WHAT YOU WILL DO. Copy out each line of the entries below in which the string "advance" appears.

[Opening STORED DATA section]

//! Audio export stage
//!
//! Pulls processed PCM from an [`AudioSource`], cuts it into encoder input
//! slots stamped with byte-derived timestamps, and exposes the encoder's
//! output through [`SampleExporter`].

use uuid::Uuid;

use super::{ProcessOutcome, SampleExporter};
use crate::encoder::{BufferFlags, EncoderFactory, FrameEncoder, InputSlot};
use crate::error::{AudioStage, EncoderError, ExportError, Result, UnhandledAudioFormat};
use crate::fallback::{create_fallback_transformation_request, find_supported_codec, FallbackListener};
use crate::format::{
    AudioCodec, AudioFormat, MediaFormat, TransformationRequest, DEFAULT_ENCODER_BITRATE,
};
use crate::graph::AudioSource;
use crate::sink::{EncodedSample, MuxerSink};
use crate::timing::InputByteCounter;

/// Single-track audio stage between an audio graph and an encoder
pub struct AudioSampleExporter<S: AudioSource> {
    session_id: Uuid,
    source: S,
    encoder: Box<dyn FrameEncoder>,
    encoder_input_format: AudioFormat,
    input_slot: InputSlot,
    input_bytes: InputByteCounter,
    input_ended: bool,
    released: bool,
}

impl<S: AudioSource> AudioSampleExporter<S> {
    /// Build the audio graph and the encoder.
    ///
    /// `asset_codec` is the codec of the asset being exported and is kept
    /// unless `request` names another one. `build_graph` creates the audio
    /// graph for PCM in `input_format`. The finalized request is reported to
    /// `fallback_listener` before this returns.
    pub fn new<G, M>(
        asset_codec: AudioCodec,
        input_format: AudioFormat,
        request: &TransformationRequest,
        build_graph: G,
        encoder_factory: &dyn EncoderFactory,
        sink: &M,
        fallback_listener: &mut dyn FallbackListener,
    ) -> Result<Self>
    where
        G: FnOnce(AudioFormat) -> std::result::Result<S, UnhandledAudioFormat>,
        M: MuxerSink + ?Sized,
    {
        let session_id = Uuid::new_v4();

        let mut source = build_graph(input_format).map_err(|source| ExportError::AudioGraph {
            stage: AudioStage::GraphInitialization,
            source,
        })?;

        let encoder_input_format = source.output_format();
        if !encoder_input_format.is_valid() {
            source.release();
            return Err(ExportError::AudioGraph {
                stage: AudioStage::GraphInitialization,
                source: UnhandledAudioFormat::new(
                    encoder_input_format,
                    "audio graph output format is not set",
                ),
            });
        }

        let requested_format = MediaFormat::for_audio(
            request.audio_codec.unwrap_or(asset_codec),
            &encoder_input_format,
        )
        .with_average_bitrate(request.average_bitrate.unwrap_or(DEFAULT_ENCODER_BITRATE));

        let encoder = find_supported_codec(
            &requested_format,
            &sink.supported_codecs(),
            encoder_factory,
        )
        .and_then(|codec| {
            encoder_factory
                .create_for_audio_encoding(&requested_format.clone().with_codec(codec))
                .map_err(|e| ExportError::encoder(AudioStage::EncoderInitialization, e))
        });
        let encoder = match encoder {
            Ok(encoder) => encoder,
            Err(e) => {
                source.release();
                return Err(e);
            }
        };

        let finalized = create_fallback_transformation_request(
            request,
            &requested_format,
            encoder.configuration_format(),
        );

        tracing::debug!(
            session = %session_id,
            encoder = encoder.name(),
            input = %encoder_input_format,
            requested = %requested_format.codec,
            actual = %encoder.configuration_format().codec,
            "audio exporter: created"
        );

        fallback_listener.on_transformation_request_finalized(finalized);

        Ok(Self {
            session_id,
            source,
            encoder,
            encoder_input_format,
            input_slot: InputSlot::new(),
            input_bytes: InputByteCounter::new(),
            input_ended: false,
            released: false,
        })
    }

    pub fn session_id(&self) -> Uuid {
        self.session_id
    }

    /// PCM format handed to the encoder.
    pub fn encoder_input_format(&self) -> AudioFormat {
        self.encoder_input_format
    }

    /// Format the encoder was configured with.
    pub fn encoder_format(&self) -> &MediaFormat {
        self.encoder.configuration_format()
    }

    /// Bytes accepted by the encoder so far.
    pub fn total_input_bytes(&self) -> u64 {
        self.input_bytes.total()
    }

    /// Whether the end-of-stream marker has been submitted.
    pub fn is_input_ended(&self) -> bool {
        self.input_ended
    }

    pub fn source(&self) -> &S {
        &self.source
    }

    /// Mutable access to the audio graph, e.g. to queue more input.
    pub fn source_mut(&mut self) -> &mut S {
        &mut self.source
    }

    fn check_not_released(&self) -> Result<()> {
        if self.released {
            return Err(ExportError::Released);
        }
        Ok(())
    }

    fn output_duration_us(&self) -> i64 {
        self.input_bytes.duration_us(&self.encoder_input_format)
    }

    /// Copy as much of the current window as fits into the input slot,
    /// advance the window and submit the slot.
    fn feed_encoder(&mut self) -> Result<()> {
        let window = self.source.pull_output();
        let copied = self.input_slot.fill_from(window.remaining());
        window.advance(copied);
        self.input_bytes.add(copied)?;

        self.input_slot.time_us = self.output_duration_us();
        self.input_slot.flags = BufferFlags::empty();
        tracing::trace!(
            session = %self.session_id,
            bytes = copied,
            time_us = self.input_slot.time_us,
            "audio exporter: queueing input"
        );
        self.encoder
            .queue_input_buffer(&mut self.input_slot)
            .map_err(|e| ExportError::encoder(AudioStage::EncoderInput, e))
    }

    fn queue_end_of_stream(&mut self) -> Result<()> {
        // end of stream is only ever queued with an empty buffer
        assert!(
            self.input_slot.is_empty(),
            "end of stream queued with {} bytes in the input slot",
            self.input_slot.len()
        );
        self.input_slot.time_us = self.output_duration_us();
        self.input_slot.flags.insert(BufferFlags::END_OF_STREAM);
        self.encoder
            .queue_input_buffer(&mut self.input_slot)
            .map_err(|e| ExportError::encoder(AudioStage::EncoderInput, e))?;
        self.input_ended = true;

        tracing::debug!(
            session = %self.session_id,
            total_bytes = self.input_bytes.total(),
            time_us = self.input_slot.time_us,
            "audio exporter: end of stream queued"
        );
        Ok(())
    }
}

impl<S: AudioSource> SampleExporter for AudioSampleExporter<S> {
    fn process_input_step(&mut self) -> Result<ProcessOutcome> {
        self.check_not_released()?;
        if self.input_ended {
            return Ok(ProcessOutcome::Ended);
        }

        // Returns the same window until consumed; only an unfinished source
        // with nothing to read leaves the encoder untouched.
        let has_data = self.source.pull_output().has_remaining();
        if !has_data && !self.source.is_ended() {
            return Ok(ProcessOutcome::NoProgress);
        }

        if !self.input_slot.is_checked_out()
            && !self
                .encoder
                .maybe_dequeue_input_buffer(&mut self.input_slot)
                .map_err(|e| ExportError::encoder(AudioStage::EncoderInput, e))?
        {
            return Ok(ProcessOutcome::NoProgress);
        }

        if self.source.is_ended() {
            self.queue_end_of_stream()?;
            return Ok(ProcessOutcome::Ended);
        }

        if self.input_slot.capacity() == 0 {
            return Err(ExportError::encoder(
                AudioStage::EncoderInput,
                EncoderError::InvalidState("input slot loaned without capacity"),
            ));
        }
        self.feed_encoder()?;
        Ok(ProcessOutcome::Progress)
    }

    fn output_format(&mut self) -> Result<Option<MediaFormat>> {
        self.check_not_released()?;
        self.encoder
            .output_format()
            .map_err(|e| ExportError::encoder(AudioStage::EncoderOutput, e))
    }

    fn output_buffer(&mut self) -> Result<Option<EncodedSample>> {
        self.check_not_released()?;
        let buffer = self
            .encoder
            .output_buffer()
            .map_err(|e| ExportError::encoder(AudioStage::EncoderOutput, e))?;
        // every audio access unit decodes on its own
        Ok(buffer.map(|buffer| EncodedSample {
            data: buffer.data,
            time_us: buffer.time_us,
            key_frame: true,
        }))
    }

    fn release_output_buffer(&mut self) -> Result<()> {
        self.check_not_released()?;
        self.encoder
            .release_output_buffer(false)
            .map_err(|e| ExportError::encoder(AudioStage::EncoderOutput, e))
    }

    fn is_output_ended(&self) -> bool {
        !self.released && self.encoder.is_ended()
    }

    fn release(&mut self) {
        if self.released {
            return;
        }
        self.source.release();
        self.encoder.release();
        self.released = true;
        tracing::debug!(session = %self.session_id, "audio exporter: released");
    }
}

impl<S: AudioSource> Drop for AudioSampleExporter<S> {
    fn drop(&mut self) {
        self.release();
    }
}
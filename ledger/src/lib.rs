//! The accrual ledger — an interest-accruing balance engine.
//!
//! Every holder's spendable balance grows linearly with time:
//! `effective(h) = principal(h) × (PRECISION + rate(h) × elapsed) / PRECISION`
//!
//! Interest is *accrued* continuously but only *settled* (folded into
//! principal) when an operation touches the holder. Settlement is
//! value-preserving: the effective balance immediately before and after a
//! settlement are equal.
//!
//! This crate handles:
//! - Effective-balance computation from principal, rate, and elapsed time
//! - Settlement, funding, withdrawal, and value movement between holders
//! - Interest-rate inheritance for first-time recipients
//! - The monotonically non-increasing global rate
//!
//! All arithmetic is checked; overflow surfaces as [`LedgerError::Overflow`]
//! and every failed operation leaves the ledger untouched.

pub mod accrual;
pub mod base;
pub mod error;
pub mod holder;

pub use accrual::{AccrualLedger, RateChanged};
pub use base::{BaseLedger, MemoryLedger};
pub use error::LedgerError;
pub use holder::HolderAccount;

[Closing STORED DATA section]

FINISHED EXERCISE.
    /// advance the window and submit the slot.
        window.advance(copied);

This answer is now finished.